He IS... kinda creepy though. Very "you should skip school tomorrow" quite kid with too intense eye contact. You... uh... you GOOD, kiddo? Wanna talk? Should... should she, like, do something about this, or.....
No, no! He insists. With the flattest, fakest smile she's ever seen outside of a Serial Killer. He's Fine™! No need to worry about HIM!
......okay, but, see, when you SAY shit like that....
Creepy™ "probably gonna murder everyone on Qing Jing" kid aside? She has a GOAL! Wants to make a MEDICAL Hidden Realm! Yeah, that's right!! See, you can dictate the "rules" of reality (somewhat) inside the Realm you create, right? SO! It occurred to her! She should make a Realm?
That DOES NOT ALLOW QI DEVIATIONS!
Something that forces the Qi inside one's body to smooth and heal!
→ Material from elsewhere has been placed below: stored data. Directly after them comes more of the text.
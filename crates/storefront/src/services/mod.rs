//! Business logic services for storefront.
//!
//! # Services
//!
//! - `reviews` - Review add/edit/delete with synchronous rating recompute

pub mod reviews;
Calm and rich! Like Ling Xi caves but for healing instead of breakthroughs! It could be a lifesaving realm, where one goes to ride out a Qi Deviation or face their heart demons! In an environment that will not ALLOW them to fatally spiral!
Of course, she needs to find a whole bunch of rare and soothing legendary flowers to plant. Trees, too. A couple rare beasts, known for their intensely soothing auras. Just... REALLY stack the odds. THEN off course, she'll have to lay the ground work of the realm itself. Find a good place to PUT it!
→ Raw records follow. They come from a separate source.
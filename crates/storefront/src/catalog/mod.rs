//! Catalog collaborator.
//!
//! The storefront core never fetches products itself; it consumes snapshots
//! returned by a [`Catalog`]. [`InMemoryCatalog`] is the bundled
//! implementation. It keeps each product together with its reviews in a
//! [`ProductRecord`] behind a per-product mutex, so writers to one product
//! are serialized while other products stay available.

use std::collections::HashMap;
use std::sync::{Arc, Mutex, RwLock};

use serde::{Deserialize, Serialize};
use thiserror::Error;

use grocer_core::{Product, ProductId, Review};

use crate::rating;

/// Errors that can occur during catalog operations.
#[derive(Debug, Clone, PartialEq, Eq, Error)]
pub enum RepositoryError {
    /// Requested product does not exist.
    #[error("product {0} not found")]
    NotFound(ProductId),

    /// A lock was poisoned by a panicking writer.
    #[error("catalog lock poisoned during {0}")]
    LockPoisoned(&'static str),

    /// Constraint violation (e.g., duplicate product id).
    #[error("constraint violation: {0}")]
    Conflict(String),
}

/// Source of product snapshots.
pub trait Catalog: Send + Sync {
    /// Snapshot of the product with `id`.
    ///
    /// # Errors
    ///
    /// Returns `RepositoryError::NotFound` if there is no such product.
    fn get_by_id(&self, id: ProductId) -> Result<Product, RepositoryError>;
}

/// A product and the reviews it owns.
#[derive(Debug, Clone, PartialEq, Eq, Serialize, Deserialize)]
pub struct ProductRecord {
    pub product: Product,
    #[serde(default)]
    pub reviews: Vec<Review>,
}

impl ProductRecord {
    #[must_use]
    pub const fn new(product: Product) -> Self {
        Self {
            product,
            reviews: Vec::new(),
        }
    }
}

type Slot = Arc<Mutex<ProductRecord>>;

/// In-memory catalog with per-product write serialization.
#[derive(Debug, Clone, Default)]
pub struct InMemoryCatalog {
    records: Arc<RwLock<HashMap<ProductId, Slot>>>,
}

impl InMemoryCatalog {
    #[must_use]
    pub fn new() -> Self {
        Self::default()
    }

    /// Build a catalog from exported records.
    ///
    /// # Errors
    ///
    /// Returns `RepositoryError::Conflict` if two records share a product id.
    pub fn from_records(
        records: impl IntoIterator<Item = ProductRecord>,
    ) -> Result<Self, RepositoryError> {
        let catalog = Self::new();
        for record in records {
            catalog.insert(record)?;
        }
        Ok(catalog)
    }

    /// Add a new product record.
    ///
    /// The cached rating is recomputed from the record's reviews, so a stale
    /// stored aggregate never reaches readers.
    ///
    /// # Errors
    ///
    /// Returns `RepositoryError::Conflict` if the product id already exists.
    pub fn insert(&self, mut record: ProductRecord) -> Result<(), RepositoryError> {
        let stored = (record.product.rating, record.product.review_count);
        let summary = rating::apply(&mut record.product, &record.reviews);
        if stored != (summary.rating, summary.review_count) {
            tracing::warn!(
                product_id = %record.product.id,
                stored_rating = %stored.0,
                stored_count = stored.1,
                rating = %summary.rating,
                review_count = summary.review_count,
                "Replacing stale cached rating"
            );
        }

        let mut records = self
            .records
            .write()
            .map_err(|_| RepositoryError::LockPoisoned("catalog write"))?;

        let id = record.product.id;
        if records.contains_key(&id) {
            return Err(RepositoryError::Conflict(format!(
                "product {id} already exists"
            )));
        }
        records.insert(id, Arc::new(Mutex::new(record)));
        Ok(())
    }

    /// Reviews of `id` in insertion order.
    ///
    /// # Errors
    ///
    /// Returns `RepositoryError::NotFound` if there is no such product.
    pub fn reviews(&self, id: ProductId) -> Result<Vec<Review>, RepositoryError> {
        self.with_record(id, |record| record.reviews.clone())
    }

    /// Run `f` with exclusive access to the record for `id`.
    ///
    /// Calls for the same product are serialized; `f` observes every change
    /// committed by earlier calls.
    ///
    /// # Errors
    ///
    /// Returns `RepositoryError::NotFound` if there is no such product.
    pub fn with_record_mut<T>(
        &self,
        id: ProductId,
        f: impl FnOnce(&mut ProductRecord) -> T,
    ) -> Result<T, RepositoryError> {
        let slot = self.slot(id)?;
        let mut record = slot
            .lock()
            .map_err(|_| RepositoryError::LockPoisoned("record write"))?;
        Ok(f(&mut record))
    }

    /// Copy of every record, ordered by product id.
    ///
    /// # Errors
    ///
    /// Returns `RepositoryError::LockPoisoned` if a writer panicked.
    pub fn records(&self) -> Result<Vec<ProductRecord>, RepositoryError> {
        let slots: Vec<Slot> = {
            let records = self
                .records
                .read()
                .map_err(|_| RepositoryError::LockPoisoned("catalog read"))?;
            records.values().cloned().collect()
        };

        let mut out = slots
            .iter()
            .map(|slot| {
                slot.lock()
                    .map(|record| record.clone())
                    .map_err(|_| RepositoryError::LockPoisoned("record read"))
            })
            .collect::<Result<Vec<_>, _>>()?;
        out.sort_by_key(|record| record.product.id);
        Ok(out)
    }

    fn with_record<T>(
        &self,
        id: ProductId,
        f: impl FnOnce(&ProductRecord) -> T,
    ) -> Result<T, RepositoryError> {
        let slot = self.slot(id)?;
        let record = slot
            .lock()
            .map_err(|_| RepositoryError::LockPoisoned("record read"))?;
        Ok(f(&record))
    }

    fn slot(&self, id: ProductId) -> Result<Slot, RepositoryError> {
        let records = self
            .records
            .read()
            .map_err(|_| RepositoryError::LockPoisoned("catalog read"))?;
        records.get(&id).cloned().ok_or(RepositoryError::NotFound(id))
    }
}

impl Catalog for InMemoryCatalog {
    fn get_by_id(&self, id: ProductId) -> Result<Product, RepositoryError> {
        self.with_record(id, |record| record.product.clone())
    }
}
Maybe Qian Cao Peak? Or could she connect it to to the Ling Xi to take advantage of the natural Qi and protection the mountain itself gives? She would need permission either way... she should draft a consultation request...
All this? As the immortal conference gets closer and closer. Fate LOOMS.
Only to slide wildly off the rails, as she get approved by THE SECT LEADER to make her "Anti-Qi-Deviation Realm" in the Ling Xi Caves as her final project. Her Master Work as an Inner Disciple, as it were, Proof of studies and skill. All HE saw was "anti-Qi-deviation" and thought "this could totally help Xiao-Jiu". Immediately gave the go ahead.
(And as for Lui Qinggi? This is NOT a new idea of hers. She'd long gotten Mu Qingfang on board. What luck, for EVERONE involved, he was in the caves that day. Once again looking for a good place to anchor the realm, for a maximum effect to ease of access ratio.)
She anchors the Realm. Starts planting like mad. Transferring her legendary Soothing Plants and Soothing Trees. Constructing a few buildings in accordance to the feng shui MASTER she hunted down and consulted. Requests Shen-shibo himself come and be in charge of paintings and other decorations, as he IS the master of the scholars peak.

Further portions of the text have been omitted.